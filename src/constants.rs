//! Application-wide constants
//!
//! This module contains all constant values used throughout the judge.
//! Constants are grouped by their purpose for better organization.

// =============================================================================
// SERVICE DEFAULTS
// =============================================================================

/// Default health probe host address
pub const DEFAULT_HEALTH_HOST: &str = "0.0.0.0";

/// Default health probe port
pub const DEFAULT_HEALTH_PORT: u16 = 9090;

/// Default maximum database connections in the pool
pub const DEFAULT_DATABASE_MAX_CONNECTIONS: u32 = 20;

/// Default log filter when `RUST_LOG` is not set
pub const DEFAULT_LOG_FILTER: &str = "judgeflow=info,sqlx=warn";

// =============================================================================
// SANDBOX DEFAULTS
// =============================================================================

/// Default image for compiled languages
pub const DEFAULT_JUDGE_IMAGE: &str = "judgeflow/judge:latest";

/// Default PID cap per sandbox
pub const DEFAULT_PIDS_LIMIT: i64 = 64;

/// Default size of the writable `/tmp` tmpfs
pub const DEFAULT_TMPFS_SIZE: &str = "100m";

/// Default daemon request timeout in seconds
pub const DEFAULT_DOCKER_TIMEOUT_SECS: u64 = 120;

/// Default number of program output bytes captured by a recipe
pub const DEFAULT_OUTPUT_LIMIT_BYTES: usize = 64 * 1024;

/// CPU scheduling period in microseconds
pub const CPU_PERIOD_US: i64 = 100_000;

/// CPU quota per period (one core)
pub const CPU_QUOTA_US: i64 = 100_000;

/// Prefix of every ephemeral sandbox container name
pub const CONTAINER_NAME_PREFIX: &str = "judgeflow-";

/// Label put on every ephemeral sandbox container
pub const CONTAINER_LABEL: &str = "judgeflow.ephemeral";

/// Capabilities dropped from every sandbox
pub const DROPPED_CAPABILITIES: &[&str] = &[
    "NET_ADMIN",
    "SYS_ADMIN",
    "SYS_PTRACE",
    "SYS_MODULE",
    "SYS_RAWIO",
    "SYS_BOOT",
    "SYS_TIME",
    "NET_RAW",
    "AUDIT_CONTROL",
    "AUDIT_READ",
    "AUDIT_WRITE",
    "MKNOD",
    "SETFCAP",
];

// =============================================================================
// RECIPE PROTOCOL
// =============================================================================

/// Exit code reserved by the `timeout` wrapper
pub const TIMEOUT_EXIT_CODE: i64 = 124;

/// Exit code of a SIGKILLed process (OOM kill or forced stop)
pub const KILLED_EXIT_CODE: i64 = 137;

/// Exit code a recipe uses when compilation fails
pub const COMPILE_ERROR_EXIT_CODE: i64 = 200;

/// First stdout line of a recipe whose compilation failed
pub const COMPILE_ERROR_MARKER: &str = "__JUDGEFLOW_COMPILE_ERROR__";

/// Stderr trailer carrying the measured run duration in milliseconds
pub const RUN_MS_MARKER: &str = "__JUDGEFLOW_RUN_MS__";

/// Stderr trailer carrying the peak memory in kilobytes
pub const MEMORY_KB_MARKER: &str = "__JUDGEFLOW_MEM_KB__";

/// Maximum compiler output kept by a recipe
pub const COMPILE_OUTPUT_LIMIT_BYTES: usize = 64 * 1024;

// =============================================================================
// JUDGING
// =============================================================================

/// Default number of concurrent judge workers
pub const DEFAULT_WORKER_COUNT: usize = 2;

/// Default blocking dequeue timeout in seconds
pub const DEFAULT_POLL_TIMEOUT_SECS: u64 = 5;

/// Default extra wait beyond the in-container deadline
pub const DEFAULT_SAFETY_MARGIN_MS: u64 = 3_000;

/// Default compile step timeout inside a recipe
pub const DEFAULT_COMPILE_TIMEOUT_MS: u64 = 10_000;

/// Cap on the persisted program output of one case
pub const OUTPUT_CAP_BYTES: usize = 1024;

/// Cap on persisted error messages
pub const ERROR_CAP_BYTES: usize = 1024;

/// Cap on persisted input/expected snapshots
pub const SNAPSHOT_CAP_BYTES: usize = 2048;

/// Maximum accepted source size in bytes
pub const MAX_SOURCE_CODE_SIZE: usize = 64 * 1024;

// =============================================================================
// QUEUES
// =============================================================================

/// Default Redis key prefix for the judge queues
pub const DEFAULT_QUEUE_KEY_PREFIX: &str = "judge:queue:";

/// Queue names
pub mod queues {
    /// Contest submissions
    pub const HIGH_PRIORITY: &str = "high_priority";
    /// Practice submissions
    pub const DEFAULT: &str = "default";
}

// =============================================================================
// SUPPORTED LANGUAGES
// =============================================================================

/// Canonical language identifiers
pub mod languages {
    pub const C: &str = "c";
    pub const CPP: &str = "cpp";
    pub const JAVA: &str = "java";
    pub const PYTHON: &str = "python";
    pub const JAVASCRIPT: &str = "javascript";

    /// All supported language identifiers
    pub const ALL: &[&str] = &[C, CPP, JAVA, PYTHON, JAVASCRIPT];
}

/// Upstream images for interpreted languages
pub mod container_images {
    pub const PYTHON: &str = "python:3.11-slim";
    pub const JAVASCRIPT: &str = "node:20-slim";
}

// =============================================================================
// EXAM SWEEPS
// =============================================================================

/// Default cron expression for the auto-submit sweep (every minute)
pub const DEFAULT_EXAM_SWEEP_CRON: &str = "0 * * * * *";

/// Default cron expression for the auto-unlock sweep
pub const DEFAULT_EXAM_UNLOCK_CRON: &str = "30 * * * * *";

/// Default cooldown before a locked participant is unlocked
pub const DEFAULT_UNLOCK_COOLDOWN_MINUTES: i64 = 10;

======

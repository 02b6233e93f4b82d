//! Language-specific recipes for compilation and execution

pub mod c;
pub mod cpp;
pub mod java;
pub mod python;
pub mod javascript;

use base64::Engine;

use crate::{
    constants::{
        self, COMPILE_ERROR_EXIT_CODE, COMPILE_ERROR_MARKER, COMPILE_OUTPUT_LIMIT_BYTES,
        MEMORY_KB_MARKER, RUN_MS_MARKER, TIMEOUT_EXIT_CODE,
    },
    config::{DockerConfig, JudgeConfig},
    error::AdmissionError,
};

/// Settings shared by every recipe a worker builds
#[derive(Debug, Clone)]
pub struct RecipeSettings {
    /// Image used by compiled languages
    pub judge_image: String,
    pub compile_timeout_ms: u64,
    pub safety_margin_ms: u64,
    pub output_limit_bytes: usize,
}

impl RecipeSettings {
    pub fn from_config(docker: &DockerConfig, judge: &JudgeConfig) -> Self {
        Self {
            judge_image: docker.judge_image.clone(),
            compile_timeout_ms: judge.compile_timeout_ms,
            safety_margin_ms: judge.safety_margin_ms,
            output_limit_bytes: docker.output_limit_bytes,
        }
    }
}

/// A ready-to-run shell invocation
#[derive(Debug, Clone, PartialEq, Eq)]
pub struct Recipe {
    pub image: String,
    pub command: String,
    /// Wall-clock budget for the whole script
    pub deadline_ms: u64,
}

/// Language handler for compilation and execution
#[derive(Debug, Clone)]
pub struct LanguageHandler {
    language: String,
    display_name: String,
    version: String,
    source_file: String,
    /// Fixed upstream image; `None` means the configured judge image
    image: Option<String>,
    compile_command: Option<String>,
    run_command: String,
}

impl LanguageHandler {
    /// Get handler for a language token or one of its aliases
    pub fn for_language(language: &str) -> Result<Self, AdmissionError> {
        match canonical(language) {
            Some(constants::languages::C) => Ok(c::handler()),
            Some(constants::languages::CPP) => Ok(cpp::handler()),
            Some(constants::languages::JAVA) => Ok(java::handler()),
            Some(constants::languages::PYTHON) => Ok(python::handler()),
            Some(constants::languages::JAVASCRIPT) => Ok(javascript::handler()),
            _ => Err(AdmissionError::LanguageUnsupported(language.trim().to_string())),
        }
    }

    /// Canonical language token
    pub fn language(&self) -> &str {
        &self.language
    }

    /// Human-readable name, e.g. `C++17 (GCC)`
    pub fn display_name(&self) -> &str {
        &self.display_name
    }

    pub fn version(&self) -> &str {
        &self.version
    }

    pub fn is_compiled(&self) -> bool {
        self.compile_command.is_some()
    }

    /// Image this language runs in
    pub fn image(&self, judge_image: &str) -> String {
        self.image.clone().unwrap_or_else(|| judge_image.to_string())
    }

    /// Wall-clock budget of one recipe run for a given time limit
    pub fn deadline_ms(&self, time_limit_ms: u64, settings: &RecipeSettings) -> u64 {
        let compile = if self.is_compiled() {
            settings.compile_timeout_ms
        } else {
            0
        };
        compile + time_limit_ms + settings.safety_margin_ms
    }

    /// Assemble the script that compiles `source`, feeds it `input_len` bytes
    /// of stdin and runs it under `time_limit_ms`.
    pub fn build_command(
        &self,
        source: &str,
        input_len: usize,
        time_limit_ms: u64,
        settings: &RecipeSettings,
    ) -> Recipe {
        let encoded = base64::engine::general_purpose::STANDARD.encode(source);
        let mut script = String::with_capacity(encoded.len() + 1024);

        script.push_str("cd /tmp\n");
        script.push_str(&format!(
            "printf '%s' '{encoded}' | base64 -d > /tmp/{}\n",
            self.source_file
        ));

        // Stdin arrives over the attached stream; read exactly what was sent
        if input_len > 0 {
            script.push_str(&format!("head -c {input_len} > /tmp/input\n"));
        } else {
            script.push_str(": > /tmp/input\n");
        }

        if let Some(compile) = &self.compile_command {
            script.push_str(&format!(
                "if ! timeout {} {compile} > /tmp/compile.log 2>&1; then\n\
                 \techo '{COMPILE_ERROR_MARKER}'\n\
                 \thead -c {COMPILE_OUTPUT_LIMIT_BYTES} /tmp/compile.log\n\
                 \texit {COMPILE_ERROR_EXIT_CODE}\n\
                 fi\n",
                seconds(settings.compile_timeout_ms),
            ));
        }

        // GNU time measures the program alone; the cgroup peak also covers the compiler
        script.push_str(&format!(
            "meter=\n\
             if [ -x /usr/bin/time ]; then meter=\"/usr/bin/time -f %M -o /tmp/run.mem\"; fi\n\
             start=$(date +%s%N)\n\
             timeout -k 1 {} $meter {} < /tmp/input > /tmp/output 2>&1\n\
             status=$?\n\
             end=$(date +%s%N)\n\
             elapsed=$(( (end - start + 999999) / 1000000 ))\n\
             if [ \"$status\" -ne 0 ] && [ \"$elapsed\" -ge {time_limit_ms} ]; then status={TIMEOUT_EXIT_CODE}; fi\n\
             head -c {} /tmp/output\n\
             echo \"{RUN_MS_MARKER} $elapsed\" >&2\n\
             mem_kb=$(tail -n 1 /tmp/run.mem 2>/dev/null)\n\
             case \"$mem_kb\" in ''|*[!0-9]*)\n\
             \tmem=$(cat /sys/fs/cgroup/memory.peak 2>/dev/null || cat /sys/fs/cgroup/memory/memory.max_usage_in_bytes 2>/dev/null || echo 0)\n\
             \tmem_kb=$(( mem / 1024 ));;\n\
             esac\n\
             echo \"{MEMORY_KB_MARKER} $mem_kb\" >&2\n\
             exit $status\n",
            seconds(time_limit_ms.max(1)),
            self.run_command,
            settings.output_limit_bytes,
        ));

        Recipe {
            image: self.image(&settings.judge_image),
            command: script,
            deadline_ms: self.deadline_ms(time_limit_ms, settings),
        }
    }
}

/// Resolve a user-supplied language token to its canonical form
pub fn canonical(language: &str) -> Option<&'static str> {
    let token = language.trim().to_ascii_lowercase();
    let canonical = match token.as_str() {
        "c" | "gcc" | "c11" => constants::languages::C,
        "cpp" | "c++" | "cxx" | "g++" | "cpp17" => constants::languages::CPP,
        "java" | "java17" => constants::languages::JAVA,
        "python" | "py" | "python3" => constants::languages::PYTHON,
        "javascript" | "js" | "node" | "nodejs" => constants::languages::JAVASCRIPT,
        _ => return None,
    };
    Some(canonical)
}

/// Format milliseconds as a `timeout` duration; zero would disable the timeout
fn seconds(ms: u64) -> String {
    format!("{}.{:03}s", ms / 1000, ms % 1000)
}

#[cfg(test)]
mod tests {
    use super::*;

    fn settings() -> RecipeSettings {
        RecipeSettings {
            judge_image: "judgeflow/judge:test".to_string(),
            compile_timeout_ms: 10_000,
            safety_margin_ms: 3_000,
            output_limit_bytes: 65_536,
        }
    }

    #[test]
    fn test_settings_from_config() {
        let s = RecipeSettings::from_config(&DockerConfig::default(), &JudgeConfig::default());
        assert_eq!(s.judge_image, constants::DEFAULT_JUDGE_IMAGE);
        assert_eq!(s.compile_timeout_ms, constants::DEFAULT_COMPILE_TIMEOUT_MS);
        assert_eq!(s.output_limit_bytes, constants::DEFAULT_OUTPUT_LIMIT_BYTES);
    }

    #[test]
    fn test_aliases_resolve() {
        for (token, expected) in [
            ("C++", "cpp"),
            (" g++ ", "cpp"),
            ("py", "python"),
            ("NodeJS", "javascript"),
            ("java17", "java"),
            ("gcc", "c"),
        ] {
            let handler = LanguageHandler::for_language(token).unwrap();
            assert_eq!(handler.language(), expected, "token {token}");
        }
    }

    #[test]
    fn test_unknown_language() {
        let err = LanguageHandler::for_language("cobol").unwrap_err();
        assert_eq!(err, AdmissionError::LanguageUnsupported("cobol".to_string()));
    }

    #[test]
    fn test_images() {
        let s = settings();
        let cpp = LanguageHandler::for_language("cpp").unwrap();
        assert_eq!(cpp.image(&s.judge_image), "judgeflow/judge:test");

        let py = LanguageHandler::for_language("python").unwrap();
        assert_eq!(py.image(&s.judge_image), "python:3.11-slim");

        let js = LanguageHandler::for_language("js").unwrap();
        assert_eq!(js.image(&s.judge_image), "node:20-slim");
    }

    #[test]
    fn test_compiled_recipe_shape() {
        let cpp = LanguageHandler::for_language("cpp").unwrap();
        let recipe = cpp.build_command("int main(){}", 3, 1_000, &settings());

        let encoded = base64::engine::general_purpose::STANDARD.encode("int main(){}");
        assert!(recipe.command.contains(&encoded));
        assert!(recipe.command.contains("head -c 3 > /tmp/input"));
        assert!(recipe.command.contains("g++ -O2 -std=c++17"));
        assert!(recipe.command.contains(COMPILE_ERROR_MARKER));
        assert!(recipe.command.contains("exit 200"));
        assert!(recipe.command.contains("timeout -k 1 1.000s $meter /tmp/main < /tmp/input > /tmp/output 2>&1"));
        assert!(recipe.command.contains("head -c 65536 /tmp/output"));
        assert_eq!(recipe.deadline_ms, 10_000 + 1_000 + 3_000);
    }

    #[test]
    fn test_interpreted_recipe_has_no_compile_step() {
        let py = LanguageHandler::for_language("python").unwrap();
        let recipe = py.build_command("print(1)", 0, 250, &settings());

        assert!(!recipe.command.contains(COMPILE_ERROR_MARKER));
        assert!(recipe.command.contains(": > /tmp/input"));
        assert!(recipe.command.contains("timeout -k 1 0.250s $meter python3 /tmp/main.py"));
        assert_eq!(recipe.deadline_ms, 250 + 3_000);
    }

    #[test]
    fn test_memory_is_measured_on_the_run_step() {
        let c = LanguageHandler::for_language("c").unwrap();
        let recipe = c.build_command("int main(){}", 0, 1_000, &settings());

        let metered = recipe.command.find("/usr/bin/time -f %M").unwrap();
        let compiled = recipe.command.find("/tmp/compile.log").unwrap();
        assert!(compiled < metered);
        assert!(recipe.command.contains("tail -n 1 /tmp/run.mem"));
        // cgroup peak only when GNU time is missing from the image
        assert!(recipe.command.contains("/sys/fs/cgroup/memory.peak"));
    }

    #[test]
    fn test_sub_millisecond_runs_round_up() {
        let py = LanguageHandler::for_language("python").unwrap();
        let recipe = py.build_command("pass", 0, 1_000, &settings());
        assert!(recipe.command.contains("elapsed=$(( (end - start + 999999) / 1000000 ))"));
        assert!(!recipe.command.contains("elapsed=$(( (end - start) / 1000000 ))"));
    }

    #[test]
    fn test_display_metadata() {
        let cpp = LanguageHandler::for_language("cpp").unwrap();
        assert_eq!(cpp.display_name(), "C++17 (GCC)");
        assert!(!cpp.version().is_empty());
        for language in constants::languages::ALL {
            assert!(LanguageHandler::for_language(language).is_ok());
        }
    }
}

======

Using the entries above, return each line that includes the word "Wall".

    /// Wall-clock budget for the whole script
    /// Wall-clock budget of one recipe run for a given time limit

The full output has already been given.